__EXERCISE DESCRIPTION__
Provide an exact copy of the lines from the beginning of the records through the line that includes "use rand::rngs::OsRng;", and of no others.
##### MATERIAL FOR THIS TASK
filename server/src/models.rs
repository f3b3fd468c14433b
pub mod user;
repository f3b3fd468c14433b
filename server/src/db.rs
use uuid::Uuid;

use crate::{
    error::StoreError,
    models::user::{User, UserSummary},
};

pub mod memory;
pub mod users;

pub use memory::MemoryStore;
pub use users::SqliteStore;

/// Persistence seam for the user collection.
///
/// Implementations are synchronous; callers on the async side move them onto
/// the blocking pool.
pub trait UserStore: Send + Sync {
    /// Projections of every user whose name contains `name_filter`
    /// (case-insensitive), in natural storage order.
    fn list(&self, name_filter: Option<&str>) -> Result<Vec<UserSummary>, StoreError>;

    fn find(&self, id: &Uuid) -> Result<Option<User>, StoreError>;

    fn insert(&self, user: &User) -> Result<(), StoreError>;

    /// Replaces name and email. `None` when no record has `id`.
    fn update(&self, id: &Uuid, name: &str, email: &str) -> Result<Option<User>, StoreError>;

    /// Removes the record and hands it back. `None` when no record has `id`.
    fn delete(&self, id: &Uuid) -> Result<Option<User>, StoreError>;

    fn email_taken(&self, email: &str) -> Result<bool, StoreError>;

    fn ping(&self) -> Result<(), StoreError>;
}

pub(crate) fn name_matches(name: &str, filter: Option<&str>) -> bool {
    match filter {
        None => true,
        Some(f) => name.to_lowercase().contains(&f.to_lowercase()),
    }
}

/// Emails compare equal ignoring case, with Unicode folding.
pub(crate) fn same_email(a: &str, b: &str) -> bool {
    a.to_lowercase() == b.to_lowercase()
}
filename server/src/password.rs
use argon2::{password_hash::SaltString, Argon2, PasswordHasher};
use rand::rngs::OsRng;

use crate::error::DirectoryError;

/// Turns a submitted password into the value that gets persisted.
pub trait PasswordEncoder: Send + Sync {
    fn encode(&self, raw: &str) -> Result<String, DirectoryError>;
}

/// Stores passwords exactly as submitted. Kept as the default so existing
/// records stay readable; switch to [`Argon2Encoder`] for anything real.
#[derive(Debug, Default, Clone, Copy)]
pub struct Plaintext;

impl PasswordEncoder for Plaintext {
    fn encode(&self, raw: &str) -> Result<String, DirectoryError> {
        Ok(raw.to_owned())
    }
}

#[derive(Debug, Default, Clone, Copy)]
pub struct Argon2Encoder;

impl PasswordEncoder for Argon2Encoder {
    fn encode(&self, raw: &str) -> Result<String, DirectoryError> {
        let salt = SaltString::generate(&mut OsRng);
        let argon2 = Argon2::default();
        argon2
            .hash_password(raw.as_bytes(), &salt)
            .map(|hash| hash.to_string())
            .map_err(|why| DirectoryError::Password(why.to_string()))
    }
}
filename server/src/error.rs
use thiserror::Error;

#[derive(Debug, Error)]
pub enum StoreError {
    #[error("sqlite error: {0}")]
    Sqlite(#[from] rusqlite::Error),
    #[error("store lock poisoned")]
    Poisoned,
    #[error("corrupt record: {0}")]
    Corrupt(String),
}

#[derive(Debug, Error)]
pub enum DirectoryError {
    #[error("user not found")]
    NotFound,
    #[error("email {0} is already in use")]
    DuplicateEmail(String),
    #[error("password encoding failed: {0}")]
    Password(String),
    #[error(transparent)]
    Store(#[from] StoreError),
    #[error("blocking worker failed: {0}")]
    Worker(String),
}

impl From<actix_web::error::BlockingError> for DirectoryError {
    fn from(why: actix_web::error::BlockingError) -> Self {
        DirectoryError::Worker(why.to_string())
    }
}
##########
__RESULT__
filename server/src/models.rs
repository f3b3fd468c14433b
pub mod user;
repository f3b3fd468c14433b
filename server/src/db.rs
use uuid::Uuid;

use crate::{
    error::StoreError,
    models::user::{User, UserSummary},
};

pub mod memory;
pub mod users;

pub use memory::MemoryStore;
pub use users::SqliteStore;

/// Persistence seam for the user collection.
///
/// Implementations are synchronous; callers on the async side move them onto
/// the blocking pool.
pub trait UserStore: Send + Sync {
    /// Projections of every user whose name contains `name_filter`
    /// (case-insensitive), in natural storage order.
    fn list(&self, name_filter: Option<&str>) -> Result<Vec<UserSummary>, StoreError>;

    fn find(&self, id: &Uuid) -> Result<Option<User>, StoreError>;

    fn insert(&self, user: &User) -> Result<(), StoreError>;

    /// Replaces name and email. `None` when no record has `id`.
    fn update(&self, id: &Uuid, name: &str, email: &str) -> Result<Option<User>, StoreError>;

    /// Removes the record and hands it back. `None` when no record has `id`.
    fn delete(&self, id: &Uuid) -> Result<Option<User>, StoreError>;

    fn email_taken(&self, email: &str) -> Result<bool, StoreError>;

    fn ping(&self) -> Result<(), StoreError>;
}

pub(crate) fn name_matches(name: &str, filter: Option<&str>) -> bool {
    match filter {
        None => true,
        Some(f) => name.to_lowercase().contains(&f.to_lowercase()),
    }
}

/// Emails compare equal ignoring case, with Unicode folding.
pub(crate) fn same_email(a: &str, b: &str) -> bool {
    a.to_lowercase() == b.to_lowercase()
}
filename server/src/password.rs
use argon2::{password_hash::SaltString, Argon2, PasswordHasher};
use rand::rngs::OsRng;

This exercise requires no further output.